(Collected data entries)
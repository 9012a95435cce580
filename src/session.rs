//! The interactive shell: a numbered menu over the store, the archive and
//! the reports. `Session` holds everything one run of the shell needs.
use anyhow::{anyhow, bail, Context, Result};
use chrono::Local;
use std::path::{Path, PathBuf};

use crate::algebra::{self, SetOp, POWER_SET_LIMIT};
use crate::archive::{Archive, Record};
use crate::console::Console;
use crate::layout;
use crate::render::{self, ReportFormat};
use crate::report::{self, Analysis};
use crate::store::{Creation, HistoryKind, Store, TIMESTAMP};
use crate::styles::{app_name, as_item, as_title};
use crate::survey::{Survey, LITERAL_LIMIT};
use crate::typed::{self, SetKind, TypedSet};

/// Power sets with more elements than this are counted rather than listed
const POWER_SET_SHOWN: usize = 4;

const MENU: [(&str, &str); 16] = [
    ("1", "Create a set"),
    ("2", "List the sets"),
    ("3", "Remove a set"),
    ("4", "Combine two sets (union, intersection, difference)"),
    ("5", "Compare two sets (relation, identities, similarity, power set)"),
    ("6", "Check inclusion-exclusion on three sets"),
    ("7", "Classify text into integers, decimals and words"),
    ("8", "Save a set to disk"),
    ("9", "Load a saved set"),
    ("10", "List saved sets"),
    ("11", "Delete a saved set"),
    ("12", "Import words from a text file"),
    ("13", "Back up every saved set and the history"),
    ("14", "Show the history"),
    ("15", "Write a report on all sets"),
    ("16", "Solve the three clubs problem"),
];

fn entry(key: &str, caption: &str) -> String {
    format!("{}  {caption}", as_item(&format!("{key:>4}")))
}

/// Menu numbers start at 1; anything that isn't a valid index maps past the end
fn index_of(number: i64) -> usize {
    number.checked_sub(1).and_then(|n| usize::try_from(n).ok()).unwrap_or(usize::MAX)
}

/// One run of the shell
pub struct Session {
    store: Store,
    archive: Archive,
    out_dir: PathBuf,
}
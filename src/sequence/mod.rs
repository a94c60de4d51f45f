//! The event sequence descriptor. A sequence is a `n_events x n_reps` table of
//! events; every repetition has the same number of events so the signal of
//! a run can be indexed by `(event, repetition, coil)`.

use crate::error::{check_shape, Error, Result};
use std::f64::consts::{FRAC_PI_2, PI};

mod class;
pub mod pulseq;

pub use class::SequenceClass;

/// Flip angles at or above this are treated as refocusing pulses when the
/// usage of a pulse is not given explicitly.
pub const REFOCUSING_THRESHOLD: f64 = 100.0 * PI / 180.0;

#[derive(Default, Debug, Clone, Copy, PartialEq, Eq)]
pub enum RfUsage {
    #[default]
    Undefined,
    Excitation,
    Refocusing,
}

/// One step of a repetition. RF pulses and ADC samples are instantaneous and
/// happen at the end of the event, after relaxation and precession over
/// `duration`.
#[derive(Debug, Clone, Copy, PartialEq)]
pub struct Event {
    /// Unit: `rad`, zero means no pulse
    pub flip_angle: f64,
    /// Unit: `rad`
    pub rf_phase: f64,
    /// Unit: `Hz`
    pub rf_frequency: f64,
    pub rf_usage: RfUsage,
    /// Gradient moment increment of this event. Unit: cycles per field of
    /// view, so a step of 1 moves by one k-space line. Ignored if the event
    /// has zero duration.
    pub gradient_moment: [f64; 2],
    /// Unit: `s`
    pub duration: f64,
    pub adc_active: bool,
    /// Demodulation phase, the sample is multiplied by `exp(-i * adc_phase)`.
    /// Unit: `rad`
    pub adc_phase: f64,
}

impl Default for Event {
    fn default() -> Self {
        Self::null()
    }
}

impl Event {
    /// Does nothing: no time passes, no pulse, no gradient, no sample.
    pub const fn null() -> Self {
        Self {
            flip_angle: 0.0,
            rf_phase: 0.0,
            rf_frequency: 0.0,
            rf_usage: RfUsage::Undefined,
            gradient_moment: [0.0, 0.0],
            duration: 0.0,
            adc_active: false,
            adc_phase: 0.0,
        }
    }

    pub fn has_rf(&self) -> bool {
        self.flip_angle != 0.0
    }

    /// Flip angle and phase with the flip made positive: a negative flip is
    /// the same rotation as a positive one with the phase shifted by 180°.
    pub fn normalized_rf(&self) -> (f64, f64) {
        if self.flip_angle < 0.0 {
            (-self.flip_angle, self.rf_phase + PI)
        } else {
            (self.flip_angle, self.rf_phase)
        }
    }

    pub fn is_refocusing(&self) -> bool {
        match self.rf_usage {
            RfUsage::Refocusing => true,
            RfUsage::Excitation => false,
            RfUsage::Undefined => self.flip_angle.abs() >= REFOCUSING_THRESHOLD,
        }
    }

    fn validate(&self) -> Result<()> {
        let fields = [
            ("flip_angle", self.flip_angle),
            ("rf_phase", self.rf_phase),
            ("rf_frequency", self.rf_frequency),
            ("gradient_moment", self.gradient_moment[0]),
            ("gradient_moment", self.gradient_moment[1]),
            ("duration", self.duration),
            ("adc_phase", self.adc_phase),
        ];
        for (name, value) in fields {
            if !value.is_finite() {
                return Err(Error::InvalidParameter {
                    name,
                    reason: format!("must be finite, got {value}"),
                });
            }
        }
        if self.duration < 0.0 {
            return Err(Error::InvalidParameter {
                name: "duration",
                reason: format!("must be >= 0, got {}", self.duration),
            });
        }
        Ok(())
    }
}

/// ADC demodulation phase that turns the FID following an excitation with the
/// given pulse into a real, positive signal.
pub fn excitation_adc_phase(flip_angle: f64, rf_phase: f64) -> f64 {
    let pulse = Event {
        flip_angle,
        rf_phase,
        ..Event::null()
    };
    let (_, phase) = pulse.normalized_rf();
    crate::util::wrap_phase(phase - FRAC_PI_2)
}

/// An event together with its place in the sequence.
#[derive(Debug, Clone, Copy)]
pub struct TimedEvent<'a> {
    pub rep: usize,
    pub index: usize,
    /// Start of the event relative to the start of the sequence. Unit: `s`
    pub t_start: f64,
    pub event: &'a Event,
}

#[derive(Debug, Clone)]
pub struct Sequence {
    n_events: usize,
    n_reps: usize,
    /// Repetition major: event `e` of repetition `r` is at `r * n_events + e`
    events: Vec<Event>,
    class: SequenceClass,
}

impl Sequence {
    /// A sequence of null events, to be filled with `event_mut`.
    pub fn new(n_events: usize, n_reps: usize, class: SequenceClass) -> Result<Self> {
        if n_events == 0 || n_reps == 0 {
            return Err(Error::EmptySequence);
        }
        Ok(Self {
            n_events,
            n_reps,
            events: vec![Event::null(); n_events * n_reps],
            class,
        })
    }

    /// Every repetition must contain the same number of events.
    pub fn from_repetitions(reps: Vec<Vec<Event>>, class: SequenceClass) -> Result<Self> {
        let n_reps = reps.len();
        let n_events = reps.first().map_or(0, Vec::len);
        if n_events == 0 {
            return Err(Error::EmptySequence);
        }
        for rep in &reps {
            check_shape("events per repetition", n_events, rep.len())?;
        }
        Ok(Self {
            n_events,
            n_reps,
            events: reps.into_iter().flatten().collect(),
            class,
        })
    }

    pub fn n_events(&self) -> usize {
        self.n_events
    }

    pub fn n_reps(&self) -> usize {
        self.n_reps
    }

    pub fn class(&self) -> SequenceClass {
        self.class
    }

    pub fn set_class(&mut self, class: SequenceClass) {
        self.class = class;
    }

    pub fn event(&self, event: usize, rep: usize) -> &Event {
        assert!(event < self.n_events && rep < self.n_reps);
        &self.events[rep * self.n_events + event]
    }

    pub fn event_mut(&mut self, event: usize, rep: usize) -> &mut Event {
        assert!(event < self.n_events && rep < self.n_reps);
        &mut self.events[rep * self.n_events + event]
    }

    pub fn repetition(&self, rep: usize) -> &[Event] {
        &self.events[rep * self.n_events..(rep + 1) * self.n_events]
    }

    pub fn repetitions(&self) -> impl Iterator<Item = &[Event]> {
        self.events.chunks(self.n_events)
    }

    /// Same ADC mask for every repetition.
    pub fn set_adc_mask(&mut self, mask: &[bool]) -> Result<()> {
        check_shape("ADC mask", self.n_events, mask.len())?;
        for rep in self.events.chunks_mut(self.n_events) {
            for (event, &active) in rep.iter_mut().zip(mask) {
                event.adc_active = active;
            }
        }
        Ok(())
    }

    /// Demodulation phase of all samples of one repetition.
    pub fn set_adc_phase(&mut self, rep: usize, phase: f64) -> Result<()> {
        if rep >= self.n_reps {
            return Err(Error::InvalidParameter {
                name: "repetition",
                reason: format!("{rep} is out of range, have {}", self.n_reps),
            });
        }
        let n = self.n_events;
        for event in &mut self.events[rep * n..(rep + 1) * n] {
            event.adc_phase = phase;
        }
        Ok(())
    }

    pub fn adc_count(&self) -> usize {
        self.events.iter().filter(|e| e.adc_active).count()
    }

    /// Unit: `s`
    pub fn duration(&self) -> f64 {
        self.events.iter().map(|e| e.duration).sum()
    }

    /// All events in playout order, with their start times.
    pub fn timeline(&self) -> impl Iterator<Item = TimedEvent<'_>> {
        let n_events = self.n_events;
        self.events
            .iter()
            .enumerate()
            .scan(0.0, move |t, (i, event)| {
                let t_start = *t;
                *t += event.duration;
                Some(TimedEvent {
                    rep: i / n_events,
                    index: i % n_events,
                    t_start,
                    event,
                })
            })
    }

    /// Cumulative gradient moment at the end of every event, in the same
    /// layout as the events. See `SequenceClass` for the accumulation rule.
    pub fn kspace(&self) -> Vec<[f64; 2]> {
        self.repetitions()
            .flat_map(|rep| self.class.trajectory(rep))
            .collect()
    }

    /// Checks that every event holds usable values, before any simulation.
    pub fn validate(&self) -> Result<()> {
        self.events.iter().try_for_each(Event::validate)
    }
}

#[cfg(test)]
mod tests {
    use super::*;
    use assert2::{check, let_assert};

    #[test]
    fn negative_flip_is_phase_shifted() {
        let event = Event {
            flip_angle: -FRAC_PI_2,
            rf_phase: 0.3,
            ..Event::null()
        };
        let (angle, phase) = event.normalized_rf();
        check!(angle == FRAC_PI_2);
        check!((phase - (0.3 + PI)).abs() < 1e-12);
    }

    #[test]
    fn refocusing_detection() {
        let mut event = Event {
            flip_angle: PI,
            ..Event::null()
        };
        check!(event.is_refocusing());
        event.rf_usage = RfUsage::Excitation;
        check!(!event.is_refocusing());
        event.flip_angle = 0.5;
        event.rf_usage = RfUsage::Refocusing;
        check!(event.is_refocusing());
    }

    #[test]
    fn timeline_accumulates_durations() {
        let mut seq = Sequence::new(3, 2, SequenceClass::GradientEcho).unwrap();
        for rep in 0..2 {
            for e in 0..3 {
                seq.event_mut(e, rep).duration = 1.0 + e as f64;
            }
        }
        let starts: Vec<_> = seq.timeline().map(|t| (t.rep, t.index, t.t_start)).collect();
        check!(
            starts
                == vec![
                    (0, 0, 0.0),
                    (0, 1, 1.0),
                    (0, 2, 3.0),
                    (1, 0, 6.0),
                    (1, 1, 7.0),
                    (1, 2, 9.0)
                ]
        );
        check!(seq.duration() == 12.0);
    }

    #[test]
    fn ragged_repetitions_are_rejected() {
        let reps = vec![vec![Event::null(); 4], vec![Event::null(); 3]];
        let_assert!(
            Err(Error::ShapeMismatch { expected, found, .. }) =
                Sequence::from_repetitions(reps, SequenceClass::GradientEcho)
        );
        check!(expected == 4);
        check!(found == 3);
        check!(Sequence::new(0, 1, SequenceClass::GradientEcho).is_err());
    }

    #[test]
    fn adc_mask_and_phase() {
        let mut seq = Sequence::new(4, 3, SequenceClass::GradientEcho).unwrap();
        check!(seq.set_adc_mask(&[false, true, true]).is_err());
        seq.set_adc_mask(&[false, true, true, false]).unwrap();
        seq.set_adc_phase(1, 0.7).unwrap();
        let_assert!(Err(Error::InvalidParameter { .. }) = seq.set_adc_phase(3, 0.1));
        check!(seq.adc_count() == 6);
        check!(seq.event(2, 1).adc_phase == 0.7);
        check!(seq.event(2, 2).adc_phase == 0.0);
    }

    #[test]
    fn invalid_events_are_rejected() {
        let mut seq = Sequence::new(2, 1, SequenceClass::GradientEcho).unwrap();
        check!(seq.validate().is_ok());
        seq.event_mut(1, 0).duration = -1.0;
        check!(seq.validate().is_err());
        seq.event_mut(1, 0).duration = 1.0;
        seq.event_mut(0, 0).gradient_moment[1] = f64::NAN;
        check!(seq.validate().is_err());
    }

    #[test]
    fn kspace_restarts_every_repetition() {
        let mut seq = Sequence::new(2, 2, SequenceClass::GradientEcho).unwrap();
        for rep in 0..2 {
            for e in 0..2 {
                let event = seq.event_mut(e, rep);
                event.gradient_moment = [1.0, -0.5];
                event.duration = 1e-3;
            }
        }
        check!(seq.kspace() == vec![[1.0, -0.5], [2.0, -1.0], [1.0, -0.5], [2.0, -1.0]]);
    }

    #[test]
    fn demodulation_phase_for_excitation() {
        check!((excitation_adc_phase(FRAC_PI_2, 0.0) + FRAC_PI_2).abs() < 1e-12);
        check!((excitation_adc_phase(-FRAC_PI_2, 0.0) - FRAC_PI_2).abs() < 1e-12);
    }
}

Exercise instructions
The word "impl" appears on some lines of the data above; say how many such lines there are, with nothing else.

Reply
5